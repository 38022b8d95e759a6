//! wasabi - Entry Point
//!
//! Exits non-zero when configuration, construction, startup or shutdown
//! fails.

use clap::Parser;
use std::process::ExitCode;
use wasabi::{Cli, run};

#[tokio::main]
async fn main() -> ExitCode {
    let cli = Cli::parse();
    match run(cli.config.as_deref()).await {
        Ok(()) => ExitCode::SUCCESS,
        Err(e) => {
            eprintln!("wasabi: {e:#}");
            ExitCode::FAILURE
        }
    }
}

========================

* Task directions *
Please return the full listing exactly as it appears.

* Exercise answer *
repository 38022b8d95e759a6
//! wasabi - Entry Point
//!
//! Exits non-zero when configuration, construction, startup or shutdown
//! fails.

use clap::Parser;
use std::process::ExitCode;
use wasabi::{Cli, run};

#[tokio::main]
async fn main() -> ExitCode {
    let cli = Cli::parse();
    match run(cli.config.as_deref()).await {
        Ok(()) => ExitCode::SUCCESS,
        Err(e) => {
            eprintln!("wasabi: {e:#}");
            ExitCode::FAILURE
        }
    }
}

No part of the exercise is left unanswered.